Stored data
┄┄┄┄┄┄┄┄┄┄┄┄┄┄┄┄┄┄┄┄

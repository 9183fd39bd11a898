//! JWE compact serialization: `header.encrypted_key.iv.ciphertext.tag`
//!
//! The base64url header text is the additional authenticated data. On read,
//! the tag is recomputed by re-encrypting the recovered plaintext under the same
//! key and IV; every unwrap, decrypt or tag failure surfaces as
//! [`JoseError::Authentication`].

use crate::content::{ContentAlgorithm, ContentCodec};
use crate::document::{Document, DocumentExt, decode_document, encode_document};
use crate::encoding::{b64_encode, decode_segment};
use crate::error::{JoseError, JoseResult};
use crate::key_codec::{KeyAlgorithm, KeyCodec};
use crate::key_type::{KeyKind, KeyType};
use crate::registry::RegisteredAlgorithm;
use crate::supplier::KeySupplier;
use crate::token::EncryptedToken;
use subtle::ConstantTimeEq;

/// Serialize `payload` encrypted under `content`, with its key wrapped by
/// `key_codec`; `alg` and `enc` are taken from the codecs
pub fn encode(
    header: &Document,
    payload: &Document,
    key_codec: &KeyCodec,
    content: &ContentCodec,
) -> JoseResult<String> {
    let header = header
        .with("alg", key_codec.algorithm().id())
        .with("enc", content.algorithm().id());
    let header_b64 = b64_encode(encode_document(&header)?);
    let wrapped = key_codec.encode(content.encoded_key())?;
    let out = content.encrypt(&encode_document(payload)?, header_b64.as_bytes())?;

    Ok(format!(
        "{header_b64}.{}.{}.{}.{}",
        b64_encode(wrapped),
        b64_encode(content.iv()),
        b64_encode(out.ciphertext),
        b64_encode(out.tag)
    ))
}

fn rejected(reason: &str) -> JoseError {
    tracing::debug!("Rejected JWE: {reason}");
    JoseError::Authentication
}

/// Parse, decrypt and authenticate a JWE
pub fn decode(input: &str, supplier: &dyn KeySupplier) -> JoseResult<EncryptedToken> {
    let parts: Vec<&str> = input.split('.').collect();
    let [header_b64, key_b64, iv_b64, ciphertext_b64, tag_b64] = parts[..] else {
        tracing::debug!("Rejected JWE with {} parts", parts.len());
        return Err(JoseError::format(format!(
            "JWE needs 5 parts, found {}",
            parts.len()
        )));
    };

    let header = decode_document(&decode_segment(header_b64, "header")?)?;
    let enc = header
        .get_str("enc")
        .ok_or_else(|| JoseError::format("JWE header has no enc"))?;
    let alg = header
        .get_str("alg")
        .ok_or_else(|| JoseError::format("JWE header has no alg"))?;
    let key_algorithm = KeyAlgorithm::from_id(alg)?;
    let content_algorithm = ContentAlgorithm::from_id(enc)?;

    let iv = decode_segment(iv_b64, "iv")?;
    if iv.len() != content_algorithm.iv_len() {
        return Err(JoseError::format(format!(
            "IV must be {} bytes, got {}",
            content_algorithm.iv_len(),
            iv.len()
        )));
    }
    let wrapped = decode_segment(key_b64, "encrypted key")?;
    let ciphertext = decode_segment(ciphertext_b64, "ciphertext")?;
    let tag = decode_segment(tag_b64, "tag")?;

    let (key_codec, content) = if key_algorithm.is_direct() {
        let key_type = content_algorithm.key_type();
        let key = supplier
            .supply(&header, KeyKind::Content(content_algorithm))
            .and_then(|m| key_type.from_material(m))
            .ok_or_else(|| {
                JoseError::missing_key(format!(
                    "no {} content key (kid {:?})",
                    content_algorithm.id(),
                    header.get_str("kid")
                ))
            })?;
        (KeyCodec::Direct, ContentCodec::with_iv(key, iv)?)
    } else {
        let key_codec = key_algorithm.codec_from_supplier(&header, supplier)?;
        if !key_codec.can_decode() {
            return Err(JoseError::KeyUsage(format!(
                "{} codec cannot decode",
                key_algorithm.id()
            )));
        }
        let cek = key_codec
            .decode(&wrapped)
            .map_err(|_| rejected("content key unwrap failed"))?;
        let content = ContentCodec::from_encoded(content_algorithm, &cek, iv)
            .map_err(|_| rejected("unwrapped content key is unusable"))?;
        (key_codec, content)
    };

    let plaintext = content
        .decrypt(&ciphertext)
        .map_err(|_| rejected("decryption failed"))?;
    let expected = content
        .encrypt(&plaintext, header_b64.as_bytes())
        .map_err(|_| rejected("tag computation failed"))?;
    if !bool::from(expected.tag.ct_eq(&tag)) {
        return Err(rejected("tag mismatch"));
    }

    let payload = decode_document(&plaintext)?;
    Ok(EncryptedToken::new(header, payload, key_codec, content))
}

#[cfg(test)]
mod tests {
    use super::*;
    use crate::key_type::{AesKey, KeyMaterial};
    use crate::supplier::FixedKey;
    use crate::token::Jwt;
    use serde_json::json;

    fn payload() -> Document {
        match json!({"iss": "test", "n": 7}) {
            serde_json::Value::Object(map) => map,
            _ => Document::new(),
        }
    }

    #[test]
    fn test_four_dots_and_header_ids() {
        let key = KeyCodec::a128kw(AesKey::new(vec![1u8; 16])).unwrap();
        let content = ContentCodec::generate(ContentAlgorithm::A192CbcHs384);
        let compact = encode(&Document::new(), &payload(), &key, &content).unwrap();
        assert_eq!(compact.matches('.').count(), 4);

        let token = decode(&compact, &FixedKey::from_key_codec(&key).unwrap()).unwrap();
        assert_eq!(token.header().get_str("alg"), Some("A128KW"));
        assert_eq!(token.header().get_str("enc"), Some("A192CBC-HS384"));
        assert_eq!(token.payload(), &payload());
        assert!(token.is_encrypted());
    }

    #[test]
    fn test_direct_has_empty_key_segment() {
        let content = ContentCodec::generate(ContentAlgorithm::A128CbcHs256);
        let compact = encode(&Document::new(), &payload(), &KeyCodec::direct(), &content).unwrap();
        assert_eq!(compact.split('.').nth(1), Some(""));

        let token = decode(&compact, &FixedKey::from_content(&content)).unwrap();
        assert_eq!(token.payload(), &payload());
        assert_eq!(token.key_codec().algorithm(), KeyAlgorithm::Direct);
    }

    #[test]
    fn test_wrong_wrapping_key_is_authentication_failure() {
        let key = KeyCodec::a256kw(AesKey::new(vec![1u8; 32])).unwrap();
        let content = ContentCodec::generate(ContentAlgorithm::A256CbcHs512);
        let compact = encode(&Document::new(), &payload(), &key, &content).unwrap();

        let other = FixedKey::new(KeyMaterial::Aes(AesKey::new(vec![2u8; 32])));
        assert!(matches!(decode(&compact, &other), Err(JoseError::Authentication)));
    }

    #[test]
    fn test_missing_enc_is_format_error() {
        let header = b64_encode(br#"{"alg":"dir"}"#);
        let compact = format!("{header}..AAAA.AAAA.AAAA");
        let supplier = FixedKey::new(KeyMaterial::Aes(AesKey::new(vec![1u8; 16])));
        assert!(matches!(decode(&compact, &supplier), Err(JoseError::Format(_))));
    }

    #[test]
    fn test_short_iv_is_format_error() {
        let header = b64_encode(br#"{"alg":"dir","enc":"A128CBC-HS256"}"#);
        let compact = format!("{header}..AAAA.AAAA.AAAA");
        let supplier = FixedKey::new(KeyMaterial::Aes(AesKey::new(vec![1u8; 16])));
        assert!(matches!(decode(&compact, &supplier), Err(JoseError::Format(_))));
    }
}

┄┄┄┄┄┄┄┄┄┄┄┄┄┄┄┄┄┄┄┄

Task item –
Every entry is to be retyped word for word.

Exercise solution –
repository 9183fd39bd11a898
//! JWE compact serialization: `header.encrypted_key.iv.ciphertext.tag`
//!
//! The base64url header text is the additional authenticated data. On read,
//! the tag is recomputed by re-encrypting the recovered plaintext under the same
//! key and IV; every unwrap, decrypt or tag failure surfaces as
//! [`JoseError::Authentication`].

use crate::content::{ContentAlgorithm, ContentCodec};
use crate::document::{Document, DocumentExt, decode_document, encode_document};
use crate::encoding::{b64_encode, decode_segment};
use crate::error::{JoseError, JoseResult};
use crate::key_codec::{KeyAlgorithm, KeyCodec};
use crate::key_type::{KeyKind, KeyType};
use crate::registry::RegisteredAlgorithm;
use crate::supplier::KeySupplier;
use crate::token::EncryptedToken;
use subtle::ConstantTimeEq;

/// Serialize `payload` encrypted under `content`, with its key wrapped by
/// `key_codec`; `alg` and `enc` are taken from the codecs
pub fn encode(
    header: &Document,
    payload: &Document,
    key_codec: &KeyCodec,
    content: &ContentCodec,
) -> JoseResult<String> {
    let header = header
        .with("alg", key_codec.algorithm().id())
        .with("enc", content.algorithm().id());
    let header_b64 = b64_encode(encode_document(&header)?);
    let wrapped = key_codec.encode(content.encoded_key())?;
    let out = content.encrypt(&encode_document(payload)?, header_b64.as_bytes())?;

    Ok(format!(
        "{header_b64}.{}.{}.{}.{}",
        b64_encode(wrapped),
        b64_encode(content.iv()),
        b64_encode(out.ciphertext),
        b64_encode(out.tag)
    ))
}

fn rejected(reason: &str) -> JoseError {
    tracing::debug!("Rejected JWE: {reason}");
    JoseError::Authentication
}

/// Parse, decrypt and authenticate a JWE
pub fn decode(input: &str, supplier: &dyn KeySupplier) -> JoseResult<EncryptedToken> {
    let parts: Vec<&str> = input.split('.').collect();
    let [header_b64, key_b64, iv_b64, ciphertext_b64, tag_b64] = parts[..] else {
        tracing::debug!("Rejected JWE with {} parts", parts.len());
        return Err(JoseError::format(format!(
            "JWE needs 5 parts, found {}",
            parts.len()
        )));
    };

    let header = decode_document(&decode_segment(header_b64, "header")?)?;
    let enc = header
        .get_str("enc")
        .ok_or_else(|| JoseError::format("JWE header has no enc"))?;
    let alg = header
        .get_str("alg")
        .ok_or_else(|| JoseError::format("JWE header has no alg"))?;
    let key_algorithm = KeyAlgorithm::from_id(alg)?;
    let content_algorithm = ContentAlgorithm::from_id(enc)?;

    let iv = decode_segment(iv_b64, "iv")?;
    if iv.len() != content_algorithm.iv_len() {
        return Err(JoseError::format(format!(
            "IV must be {} bytes, got {}",
            content_algorithm.iv_len(),
            iv.len()
        )));
    }
    let wrapped = decode_segment(key_b64, "encrypted key")?;
    let ciphertext = decode_segment(ciphertext_b64, "ciphertext")?;
    let tag = decode_segment(tag_b64, "tag")?;

    let (key_codec, content) = if key_algorithm.is_direct() {
        let key_type = content_algorithm.key_type();
        let key = supplier
            .supply(&header, KeyKind::Content(content_algorithm))
            .and_then(|m| key_type.from_material(m))
            .ok_or_else(|| {
                JoseError::missing_key(format!(
                    "no {} content key (kid {:?})",
                    content_algorithm.id(),
                    header.get_str("kid")
                ))
            })?;
        (KeyCodec::Direct, ContentCodec::with_iv(key, iv)?)
    } else {
        let key_codec = key_algorithm.codec_from_supplier(&header, supplier)?;
        if !key_codec.can_decode() {
            return Err(JoseError::KeyUsage(format!(
                "{} codec cannot decode",
                key_algorithm.id()
            )));
        }
        let cek = key_codec
            .decode(&wrapped)
            .map_err(|_| rejected("content key unwrap failed"))?;
        let content = ContentCodec::from_encoded(content_algorithm, &cek, iv)
            .map_err(|_| rejected("unwrapped content key is unusable"))?;
        (key_codec, content)
    };

    let plaintext = content
        .decrypt(&ciphertext)
        .map_err(|_| rejected("decryption failed"))?;
    let expected = content
        .encrypt(&plaintext, header_b64.as_bytes())
        .map_err(|_| rejected("tag computation failed"))?;
    if !bool::from(expected.tag.ct_eq(&tag)) {
        return Err(rejected("tag mismatch"));
    }

    let payload = decode_document(&plaintext)?;
    Ok(EncryptedToken::new(header, payload, key_codec, content))
}

#[cfg(test)]
mod tests {
    use super::*;
    use crate::key_type::{AesKey, KeyMaterial};
    use crate::supplier::FixedKey;
    use crate::token::Jwt;
    use serde_json::json;

    fn payload() -> Document {
        match json!({"iss": "test", "n": 7}) {
            serde_json::Value::Object(map) => map,
            _ => Document::new(),
        }
    }

    #[test]
    fn test_four_dots_and_header_ids() {
        let key = KeyCodec::a128kw(AesKey::new(vec![1u8; 16])).unwrap();
        let content = ContentCodec::generate(ContentAlgorithm::A192CbcHs384);
        let compact = encode(&Document::new(), &payload(), &key, &content).unwrap();
        assert_eq!(compact.matches('.').count(), 4);

        let token = decode(&compact, &FixedKey::from_key_codec(&key).unwrap()).unwrap();
        assert_eq!(token.header().get_str("alg"), Some("A128KW"));
        assert_eq!(token.header().get_str("enc"), Some("A192CBC-HS384"));
        assert_eq!(token.payload(), &payload());
        assert!(token.is_encrypted());
    }

    #[test]
    fn test_direct_has_empty_key_segment() {
        let content = ContentCodec::generate(ContentAlgorithm::A128CbcHs256);
        let compact = encode(&Document::new(), &payload(), &KeyCodec::direct(), &content).unwrap();
        assert_eq!(compact.split('.').nth(1), Some(""));

        let token = decode(&compact, &FixedKey::from_content(&content)).unwrap();
        assert_eq!(token.payload(), &payload());
        assert_eq!(token.key_codec().algorithm(), KeyAlgorithm::Direct);
    }

    #[test]
    fn test_wrong_wrapping_key_is_authentication_failure() {
        let key = KeyCodec::a256kw(AesKey::new(vec![1u8; 32])).unwrap();
        let content = ContentCodec::generate(ContentAlgorithm::A256CbcHs512);
        let compact = encode(&Document::new(), &payload(), &key, &content).unwrap();

        let other = FixedKey::new(KeyMaterial::Aes(AesKey::new(vec![2u8; 32])));
        assert!(matches!(decode(&compact, &other), Err(JoseError::Authentication)));
    }

    #[test]
    fn test_missing_enc_is_format_error() {
        let header = b64_encode(br#"{"alg":"dir"}"#);
        let compact = format!("{header}..AAAA.AAAA.AAAA");
        let supplier = FixedKey::new(KeyMaterial::Aes(AesKey::new(vec![1u8; 16])));
        assert!(matches!(decode(&compact, &supplier), Err(JoseError::Format(_))));
    }

    #[test]
    fn test_short_iv_is_format_error() {
        let header = b64_encode(br#"{"alg":"dir","enc":"A128CBC-HS256"}"#);
        let compact = format!("{header}..AAAA.AAAA.AAAA");
        let supplier = FixedKey::new(KeyMaterial::Aes(AesKey::new(vec![1u8; 16])));
        assert!(matches!(decode(&compact, &supplier), Err(JoseError::Format(_))));
    }
}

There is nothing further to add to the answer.